## Stata 15 help for fvvarlist

Title

[U] 11.4.3 Factor variables

Description

Factor variables are extensions of varlists of existing variables. When a command allows factor variables, in addition to typing variable names from your data, you can type factor variables, which might look like

i.varname

i.varname#i.varname

i.varname#i.varname#i.varname

i.varname##i.varname

i.varname##i.varname##i.varname

Factor variables create indicator variables from categorical variables, interactions of indicators of categorical variables, interactions of categorical and continuous variables, and interactions of continuous variables (polynomials). They are allowed with most estimation and postestimation commands, along with a few other commands.

There are five factor-variable operators:

Operator Description -------------------------------------------------------------------- i. unary operator to specify indicators c. unary operator to treat as continuous o. unary operator to omit a variable or indicator # binary operator to specify interactions ## binary operator to specify factorial interactions --------------------------------------------------------------------

The indicators and interactions created by factor-variable operators are referred to as virtual variables. They act like variables in varlists but do not exist in the dataset.
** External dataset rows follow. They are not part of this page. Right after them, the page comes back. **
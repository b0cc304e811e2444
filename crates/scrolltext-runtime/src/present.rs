#![forbid(unsafe_code)]

//! Presentation of finished frames.
//!
//! A [`Presenter`] receives the surface while the scene lock is held and must
//! copy what it needs before returning. [`HeadlessPresenter`] keeps the last
//! frame in memory and can export it as a binary PPM image.

use std::fmt;
use std::io::{self, Write};

use scrolltext_render::{PixelFormat, PixelSurface};
use tracing::trace;

/// Failure reported by a [`Presenter`].
#[derive(Debug, Clone, PartialEq, Eq)]
pub struct PresentError {
    message: String,
}

impl PresentError {
    pub fn new(message: impl Into<String>) -> Self {
        Self {
            message: message.into(),
        }
    }
}

impl fmt::Display for PresentError {
    fn fmt(&self, f: &mut fmt::Formatter<'_>) -> fmt::Result {
        write!(f, "present failed: {}", self.message)
    }
}

impl std::error::Error for PresentError {}

/// Host-side display target.
pub trait Presenter {
    /// Copy `surface` to the display.
    fn present(&mut self, surface: &PixelSurface) -> Result<(), PresentError>;
}

/// In-memory presenter for headless runs and tests.
#[derive(Debug, Clone, Default)]
pub struct HeadlessPresenter {
    width: usize,
    height: usize,
    format: Option<PixelFormat>,
    frame: Vec<u8>,
    frames: u64,
}

impl HeadlessPresenter {
    #[must_use]
    pub fn new() -> Self {
        Self::default()
    }

    /// Number of frames presented so far.
    #[must_use]
    pub fn frames(&self) -> u64 {
        self.frames
    }

    /// Last frame, rows tightly packed (no stride padding).
    #[must_use]
    pub fn frame(&self) -> &[u8] {
        &self.frame
    }

    #[must_use]
    pub fn dimensions(&self) -> (usize, usize) {
        (self.width, self.height)
    }

    #[must_use]
    pub fn format(&self) -> Option<PixelFormat> {
        self.format
    }

    /// Last frame as 8-bit RGB triples.
    #[must_use]
    pub fn to_rgb(&self) -> Vec<u8> {
        let Some(format) = self.format else {
            return Vec::new();
        };
        let mut rgb = Vec::with_capacity(self.width * self.height * 3);
        match format {
            PixelFormat::Rgba8888 => {
                for px in self.frame.chunks_exact(4) {
                    rgb.extend_from_slice(&px[..3]);
                }
            }
            PixelFormat::Rgb565 => {
                for px in self.frame.chunks_exact(2) {
                    let v = u16::from_le_bytes([px[0], px[1]]);
                    let r = ((v >> 11) & 0x1F) as u8;
                    let g = ((v >> 5) & 0x3F) as u8;
                    let b = (v & 0x1F) as u8;
                    rgb.extend_from_slice(&[r << 3 | r >> 2, g << 2 | g >> 4, b << 3 | b >> 2]);
                }
            }
        }
        rgb
    }

    /// Write the last frame as a binary PPM (`P6`) image.
    pub fn write_ppm<W: Write>(&self, mut out: W) -> io::Result<()> {
        write!(out, "P6\n{} {}\n255\n", self.width, self.height)?;
        out.write_all(&self.to_rgb())?;
        out.flush()
    }
}

impl Presenter for HeadlessPresenter {
    fn present(&mut self, surface: &PixelSurface) -> Result<(), PresentError> {
        let row_bytes = surface.width() * surface.format().bytes_per_pixel();
        let len = row_bytes * surface.height();
        self.frame.clear();
        self.frame
            .try_reserve_exact(len)
            .map_err(|_| PresentError::new(format!("cannot allocate {len} bytes")))?;
        self.frame.resize(len, 0);
        surface.copy_to(&mut self.frame, row_bytes);

        self.width = surface.width();
        self.height = surface.height();
        self.format = Some(surface.format());
        self.frames += 1;
        trace!(frame = self.frames, width = self.width, height = self.height, "frame presented");
        Ok(())
    }
}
Categorical variables to which factor-variable operators are applied must contain nonnegative integers with values in the range 0 to 32,740, inclusive.
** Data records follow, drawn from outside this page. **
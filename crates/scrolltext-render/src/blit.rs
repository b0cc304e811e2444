#![forbid(unsafe_code)]

//! Glyph blitter: draws laid-out text into a [`PixelSurface`].
//!
//! Coverage is written as gray with an overwrite, not a blend, so the
//! background under partially covered edge pixels is lost. Anything that
//! falls outside the surface is clipped.

use tracing::trace;

use crate::engine::FontEngine;
use crate::error::Result;
use crate::face::FaceManager;
use crate::glyph_cache::{GlyphBitmap, GlyphCache};
use crate::layout::{LayoutEvent, layout};
use crate::surface::PixelSurface;

/// Draws laid-out text one line height apart.
#[derive(Debug, Clone, Copy, PartialEq, Eq, Default)]
pub struct Blitter;

impl Blitter {
    /// Render `text` wrapped at `max_width`, with the first line's top at
    /// `origin_y`. Returns the number of lines drawn.
    ///
    /// Wrap decisions come from [`layout`], so a string for which
    /// [`compute_lines`](crate::layout::compute_lines) returned `n` draws
    /// exactly `n` lines. Pixels are written as layout proceeds: a failure
    /// part-way leaves the glyphs before it on the surface.
    #[allow(clippy::too_many_arguments)]
    pub fn render<E: FontEngine>(
        &self,
        faces: &mut FaceManager<E>,
        cache: &mut GlyphCache,
        surface: &mut PixelSurface,
        text: &[u8],
        origin_x: i32,
        origin_y: i32,
        max_width: i32,
    ) -> Result<usize> {
        let line_height = faces.line_height();
        let mut pen_y = origin_y.saturating_add(line_height);

        let lines = layout(faces, cache, text, max_width, true, |event| match event {
            LayoutEvent::Glyph { bitmap, pen_x } => {
                draw_glyph(surface, bitmap, origin_x.saturating_add(pen_x), pen_y);
            }
            LayoutEvent::NewLine(_) => pen_y = pen_y.saturating_add(line_height),
        })?;

        trace!(lines, origin_x, origin_y, max_width, "text rendered");
        Ok(lines)
    }
}

/// Copy `bitmap` onto `surface` with its pen at `(pen_x, baseline)`.
fn draw_glyph(surface: &mut PixelSurface, bitmap: &GlyphBitmap, pen_x: i32, baseline: i32) {
    let x0 = i64::from(pen_x) + i64::from(bitmap.left());
    let y0 = i64::from(baseline) - i64::from(bitmap.top());
    let (Some(cols), Some(rows)) = (
        clip(x0, bitmap.width(), surface.width()),
        clip(y0, bitmap.rows(), surface.height()),
    ) else {
        return;
    };

    for row in rows {
        let src = bitmap.row(row);
        let y = (y0 + row as i64) as usize;
        for col in cols.clone() {
            let x = (x0 + col as i64) as usize;
            surface.put_coverage(x, y, src[col]);
        }
    }
}

/// Source index range of a `len`-long span starting at `start` that lands
/// inside `0..limit`.
fn clip(start: i64, len: usize, limit: usize) -> Option<std::ops::Range<usize>> {
    let len = i64::try_from(len).ok()?;
    let limit = i64::try_from(limit).ok()?;
    let lo = (-start).clamp(0, len);
    let hi = (limit - start).clamp(0, len);
    (lo < hi).then(|| lo as usize..hi as usize)
}

#[cfg(test)]
mod tests {
    use super::*;
    use crate::block_font::BlockFont;
    use crate::surface::{PixelFormat, pack_rgb565};

    // 10pt at 120dpi: line height 20, advance 10, glyph box 8x11 at left 1.
    fn setup() -> (FaceManager<BlockFont>, GlyphCache) {
        let mut faces = FaceManager::new(BlockFont::new());
        faces.load("block", 10, 120).expect("load");
        (faces, GlyphCache::new())
    }

    fn inked_rows(surface: &PixelSurface) -> Vec<usize> {
        (0..surface.height())
            .filter(|&y| (0..surface.width()).any(|x| surface.pixel(x, y) != Some(0)))
            .collect()
    }

    #[test]
    fn clip_ranges() {
        assert_eq!(clip(0, 4, 10), Some(0..4));
        assert_eq!(clip(-2, 4, 10), Some(2..4));
        assert_eq!(clip(8, 4, 10), Some(0..2));
        assert_eq!(clip(10, 4, 10), None);
        assert_eq!(clip(-4, 4, 10), None);
    }

    #[test]
    fn first_baseline_sits_one_line_below_origin() {
        let (mut faces, mut cache) = setup();
        let mut surface = PixelSurface::new(40, 60, 40, PixelFormat::Rgba8888).expect("surface");
        Blitter
            .render(&mut faces, &mut cache, &mut surface, b"A", 0, 5, 40)
            .expect("render");
        // Baseline at 25, glyph top 11 above it.
        assert_eq!(inked_rows(&surface), (14..25).collect::<Vec<_>>());
        assert_eq!(surface.pixel(1, 14), Some(0xFFFF_FFFF));
        assert_eq!(surface.pixel(0, 14), Some(0));
    }

    #[test]
    fn lines_advance_by_line_height() {
        let (mut faces, mut cache) = setup();
        let mut surface = PixelSurface::new(40, 100, 40, PixelFormat::Rgb565).expect("surface");
        let n = Blitter
            .render(&mut faces, &mut cache, &mut surface, b"A\nB", 0, 0, 40)
            .expect("render");
        assert_eq!(n, 2);
        let mut expected: Vec<usize> = (9..20).collect();
        expected.extend(29..40);
        assert_eq!(inked_rows(&surface), expected);
        assert_eq!(surface.pixel(1, 9), Some(u32::from(pack_rgb565(0xFF))));
    }

    #[test]
    fn wrapped_glyph_restarts_at_origin_x() {
        let (mut faces, mut cache) = setup();
        let mut surface = PixelSurface::new(60, 60, 60, PixelFormat::Rgba8888).expect("surface");
        Blitter
            .render(&mut faces, &mut cache, &mut surface, b"ab", 20, 0, 10)
            .expect("render");
        // Both glyphs start at x = 21, one line apart.
        assert_ne!(surface.pixel(21, 9), Some(0));
        assert_ne!(surface.pixel(21, 29), Some(0));
        assert_eq!(surface.pixel(31, 9), Some(0));
    }

    #[test]
    fn draws_outside_the_surface_are_clipped() {
        let (mut faces, mut cache) = setup();
        let mut surface = PixelSurface::new(12, 12, 16, PixelFormat::Rgba8888).expect("surface");
        let blitter = Blitter;
        blitter
            .render(&mut faces, &mut cache, &mut surface, b"MM", -5, -15, 100)
            .expect("partially off-surface");
        blitter
            .render(&mut faces, &mut cache, &mut surface, b"M", 500, 500, 100)
            .expect("fully off-surface");
        // Only the visible part of the first line landed; padding untouched.
        let row_bytes = surface.row_bytes();
        for y in 0..12 {
            let padding = &surface.data()[y * row_bytes + 12 * 4..(y + 1) * row_bytes];
            assert!(padding.iter().all(|&b| b == 0));
        }
        assert!(!inked_rows(&surface).is_empty());
    }
}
Factor variables may be combined with the L. and F. time-series operators.

Remarks

Remarks are presented under the following headings:

Basic examples

Here are some examples of use of the operators:

Factor specification Result -------------------------------------------------------------------- i.group indicators for levels of group

i.group#i.sex indicators for each combination of levels of group and sex, a two-way interaction

group#sex same as i.group#i.sex

group#sex#arm indicators for each combination of levels of group, sex, and arm, a three-way interaction

group##sex same as i.group i.sex group#sex

group##sex##arm same as i.group i.sex i.arm group#sex group#arm sex#arm group#sex#arm

sex#c.age two variables -- age for males and 0 elsewhere, and age for females and 0 elsewhere; if age is also in the model, one of the two virtual variables will be treated as a base

sex##c.age same as i.sex age sex#c.age

c.age same as age

c.age#c.age age squared

c.age#c.age#c.age age cubed --------------------------------------------------------------------

Base levels

You can specify the base level of a factor variable by using the ib. operator. The syntax is

Base operator(*) Description ------------------------------------------------------------------ ib#. use # as base, #=value of variable ib(##). use the #th ordered value as base (**) ib(first). use smallest value as base (the default) ib(last). use largest value as base ib(freq). use most frequent value as base ibn. no base level ------------------------------------------------------------------ (*) The i may be omitted. For instance, you may type ib2.group or b2.group. (**) For example, ib(#2). means to use the second value as the base.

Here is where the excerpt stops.